We see giving to the community through other charities as equally important as supporting our own employees through the Hope Fund.  We support more than 1,000 charities with millions of dollars annually through our employee giving campaign, corporate sponsorships and The HCA Foundation.  We offer the same match opportunity to an employee’s charity of choice as we offer for own employee relief fund.  We promote the idea that employees should make at least two gifts – one to our employees in need through the Hope Fund and another to their charity of choice.

6. What are some new ways you are working to reach employees?
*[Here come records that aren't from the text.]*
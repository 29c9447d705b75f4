use anyhow::{Context, Result};
use chrono::NaiveDate;
use rust_decimal::Decimal;
use serde::{Deserialize, Serialize};

/// Configuration for a backtest run.
#[derive(Debug, Clone, Serialize, Deserialize)]
pub struct BacktestConfig {
    pub strategy_name: String,
    pub symbol: String,
    pub start_date: NaiveDate,
    pub end_date: NaiveDate,
    pub initial_capital: Decimal,
    /// Stop the run on the first failed iteration (otherwise log and continue)
    #[serde(default = "default_fail_fast")]
    pub fail_fast: bool,
}

fn default_fail_fast() -> bool {
    false
}

/// A single OHLCV bar for backtesting.
#[derive(Debug, Clone, PartialEq, Serialize, Deserialize)]
pub struct HistoricalBar {
    pub date: String,
    pub open: Decimal,
    pub high: Decimal,
    pub low: Decimal,
    pub close: Decimal,
    pub volume: f64,
}

impl HistoricalBar {
    pub fn trading_date(&self) -> Result<NaiveDate> {
        NaiveDate::parse_from_str(&self.date, "%Y-%m-%d")
            .with_context(|| format!("Invalid bar date {:?}", self.date))
    }
}

/// Why a position was closed
#[derive(Debug, Clone, Copy, PartialEq, Eq, Serialize, Deserialize)]
#[serde(rename_all = "snake_case")]
pub enum ExitReason {
    TakeProfit,
    StopLoss,
    /// Closed by the strategy before reversing
    Flatten,
    EndOfBacktest,
}

/// A point on the equity curve.
#[derive(Debug, Clone, Serialize, Deserialize)]
pub struct EquityPoint {
    pub timestamp: String,
    pub equity: Decimal,
    pub drawdown_percent: f64,
}

/// A round-trip trade (entry + exit) from the backtest.
#[derive(Debug, Clone, Serialize, Deserialize)]
pub struct BacktestTrade {
    pub symbol: String,
    /// "long" or "short"
    pub direction: String,
    pub entry_date: String,
    pub exit_date: String,
    pub entry_price: Decimal,
    pub exit_price: Decimal,
    pub shares: Decimal,
    pub profit_loss: Decimal,
    pub profit_loss_percent: f64,
    pub holding_period_days: i64,
    pub exit_reason: ExitReason,
}

/// Result of a completed backtest.
#[derive(Debug, Clone, Serialize, Deserialize)]
pub struct BacktestResult {
    pub strategy_name: String,
    pub symbol: String,
    pub start_date: String,
    pub end_date: String,
    pub initial_capital: Decimal,
    pub final_equity: Decimal,
    pub total_return: Decimal,
    pub total_return_percent: f64,
    pub total_trades: i32,
    pub winning_trades: i32,
    pub losing_trades: i32,
    pub win_rate: f64, // 0-100 percentage
    pub max_drawdown_percent: f64,
    pub sharpe_ratio: Option<f64>,
    pub iterations: i32,
    pub orders_submitted: i32,
    pub held_iterations: i32,
    pub failed_iterations: i32,
    pub equity_curve: Vec<EquityPoint>,
    pub trades: Vec<BacktestTrade>,
}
It is a challenge to reach our employees in the course of their very important work saving lives and providing critical care in our hospitals and surgery centers. Last year, we can began new experiments with social media to provide other popular channels to connect with employees. We also conducted our first text message campaign. We are now exploring the effectiveness of sending more mail to employees’ homes. This is important for us because, when you are trying to reach your own employees for charitable giving, you tend to over-rely on the cheap and easy methods like company email. But raising funds through direct mail is still the most important tool for most charities and continues to show a positive ROI. Given the clinical nature of our business, this channel may need to become a bigger part of our approach.

7. What are the metrics you use to determine how successful your donor campaigns are?

We measure dollars (in total and by business units) like every other charity because, at the end of the day, this is what it takes to help our employees when they need it most. But our primary message and focus is not dollars – we do not set or impose dollar goals on any campaign leader in a business unit. What we want is engagement. We ask employees to just join our movement for as little as $1 per pay period. We believe the thousands of inspiring stories from our employees who have been helped will motivate donors to give at an appropriate amount that fits their individual capacity. This has worked well for us thus far and we have thousands of donors who give at “Leadership Circle” levels, which for us means gifts of at least $500 annually.

8. What continues to excite you about the Hope Fund?

For me, it is the feedback we receive routinely from employees who have been helped. As I sit here responding to your question, I am thinking about the letter I read this morning from a married couple (both employees) who were in a serious car accident last year. She took three pages to re-count her accident that almost claimed her life. She never expected to need the help of a fund like ours, but now she wants to remind us all that life can literally change in a split second. Unexpected bills began to pile up while she recovered for a period of months and was not able to work. It was the gift from her fellow co-workers that gave her hope during the most difficult battle of her life.